I can’t even speak my own language anymore.
The days are dark and I crave comfort,
but now I’m known for being “strong”.
Stop haunting me with the memories,
that road is gone.
The future is too fragile and I don’t have the courage,
to carry a thing that could shatter so easily.
I am screaming, but no, I’m rather quiet.
I am trying too hard, my skin is breaking out,
I am gaining weight again instead of losing it.
I can’t tell a guy to respect me because I’m afraid I’ll ruin the mood.
I guess it’s time to ruin the mood like I did last year.
I have to take this decision to become happy.
Fuck it, I want to sleep, sleep for so long.
Why do people put so much hope in me when I am worthless?
I can’t reach that stage; I’ll never finish a project.
My confidence is gone…
and I am falling apart once again.
Is it back?
Please tell me it isn’t back.

Reasons Why: First

Listen… I may be an author, but I don’t understand life. Maybe I get life in general… but my own is a mess I can’t figure out. I’m afraid I’m leaving someone behind and I’m afraid that what I feel… is not like I thought it would be. Maybe I’ve become too much of an author, the thing is I can describe death scenes in detail but I can’t describe my own emotions in order to make sense of them.

As I think of how broken the world is I am reminded how hard I’ve tried to fix it. I am a mere puzzle piece to other people’s puzzles and I may not even matter that much. Or maybe I’m the corner piece or that missing one…

I am just as self-absorbed as everyone else is. If I could read minds I’d not spend as much time trying to figure out my own all the time. I forget people… and I neglect people. But in life the only one I got at all times is myself. And I got hurt and I am trying to defend or protect myself and now I feel like I am just avoiding the darkness that could be brighter if I dared to shed a light on it. And I don’t want you to be my darkness but you kind of were. But you were an exciting darkness, an experience of emotions I thought I didn’t have anymore.

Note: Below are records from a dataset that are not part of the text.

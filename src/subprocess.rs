use std::fs::File;
use std::path::{Path, PathBuf};
#[cfg(unix)]
use std::os::unix::process::CommandExt;
use std::process::{Child, Command, Stdio};

use anyhow::Context;

use crate::error::ExitError;

/// Result of running a subprocess.
#[derive(Debug)]
pub struct RunOutput {
    pub stdout: String,
    pub stderr: String,
    pub exit_code: i32,
}

impl RunOutput {
    /// Returns true if the process exited successfully.
    pub fn success(&self) -> bool {
        self.exit_code == 0
    }

    /// Stdout and stderr together, for error reports.
    pub fn combined(&self) -> String {
        let stdout = self.stdout.trim();
        let stderr = self.stderr.trim();
        match (stdout.is_empty(), stderr.is_empty()) {
            (true, _) => stderr.to_string(),
            (false, true) => stdout.to_string(),
            (false, false) => format!("{stdout}\n{stderr}"),
        }
    }
}

/// Builder for running external tools (git, the agent).
#[derive(Debug, Clone)]
pub struct Tool {
    program: String,
    args: Vec<String>,
    cwd: Option<PathBuf>,
    env: Vec<(String, String)>,
    new_process_group: bool,
}

impl Tool {
    /// Create a new tool invocation.
    pub fn new(program: &str) -> Self {
        Self {
            program: program.to_string(),
            args: Vec::new(),
            cwd: None,
            env: Vec::new(),
            new_process_group: false,
        }
    }

    /// Add a single argument.
    pub fn arg(mut self, arg: &str) -> Self {
        self.args.push(arg.to_string());
        self
    }

    /// Add multiple arguments.
    pub fn args<S: AsRef<str>>(mut self, args: &[S]) -> Self {
        self.args.extend(args.iter().map(|s| s.as_ref().to_string()));
        self
    }

    /// Run in `dir` instead of the current directory.
    pub fn current_dir(mut self, dir: &Path) -> Self {
        self.cwd = Some(dir.to_path_buf());
        self
    }

    /// Set an environment variable for the child, on top of the inherited ones.
    pub fn env(mut self, key: &str, value: &str) -> Self {
        self.env.push((key.to_string(), value.to_string()));
        self
    }

    /// Start the child in its own process group, so a terminal Ctrl-C
    /// aimed at us does not reach it.
    pub fn new_process_group(mut self) -> Self {
        self.new_process_group = true;
        self
    }

    pub fn program(&self) -> &str {
        &self.program
    }

    pub fn get_args(&self) -> &[String] {
        &self.args
    }

    fn command(&self) -> Command {
        let mut cmd = Command::new(&self.program);
        cmd.args(&self.args);
        if let Some(dir) = &self.cwd {
            cmd.current_dir(dir);
        }
        cmd.envs(self.env.iter().map(|(k, v)| (k, v)));
        #[cfg(unix)]
        if self.new_process_group {
            cmd.process_group(0);
        }
        cmd
    }

    /// Run the tool, capturing stdout and stderr.
    pub fn run(&self) -> anyhow::Result<RunOutput> {
        let output = self
            .command()
            .stdin(Stdio::null())
            .stdout(Stdio::piped())
            .stderr(Stdio::piped())
            .output()
            .map_err(|e| self.not_found_or_other(e))?;

        Ok(RunOutput {
            stdout: String::from_utf8_lossy(&output.stdout).into_owned(),
            stderr: String::from_utf8_lossy(&output.stderr).into_owned(),
            exit_code: output.status.code().unwrap_or(-1),
        })
    }

    /// Run the tool and return an error if it fails.
    pub fn run_ok(&self) -> anyhow::Result<RunOutput> {
        let output = self.run()?;
        if output.success() {
            Ok(output)
        } else {
            Err(ExitError::ToolFailed {
                tool: self.program.clone(),
                code: output.exit_code,
                message: output.combined(),
            }
            .into())
        }
    }

    /// Start the tool with stdout and stderr both appended to `log`.
    pub fn spawn_logged(&self, log: &File) -> anyhow::Result<Child> {
        let stdout = log.try_clone().context("duplicating log handle for stdout")?;
        let stderr = log.try_clone().context("duplicating log handle for stderr")?;
        self.command()
            .stdin(Stdio::null())
            .stdout(Stdio::from(stdout))
            .stderr(Stdio::from(stderr))
            .spawn()
            .map_err(|e| self.not_found_or_other(e))
    }

    fn not_found_or_other(&self, e: std::io::Error) -> anyhow::Error {
        if e.kind() == std::io::ErrorKind::NotFound {
            ExitError::ToolNotFound {
                tool: self.program.clone(),
            }
            .into()
        } else {
            anyhow::Error::new(e).context(format!("running {}", self.program))
        }
    }
}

The thing is that I want that chapter to be over. If I go back will it just be a continuation or will it be a new one?

Such a big problem in my tiny existence. Am I a big puzzle piece in your life? Or just another one?

I don’t really trust people when it comes to this. And as you’ve said it is obvious why.  God I wish I could be more naive, but as an author I plan ahead and I know which situation leads to what. Or I think I know.

I don’t know anything. I just realized that. I really don’t know. So please don’t expect anything from me.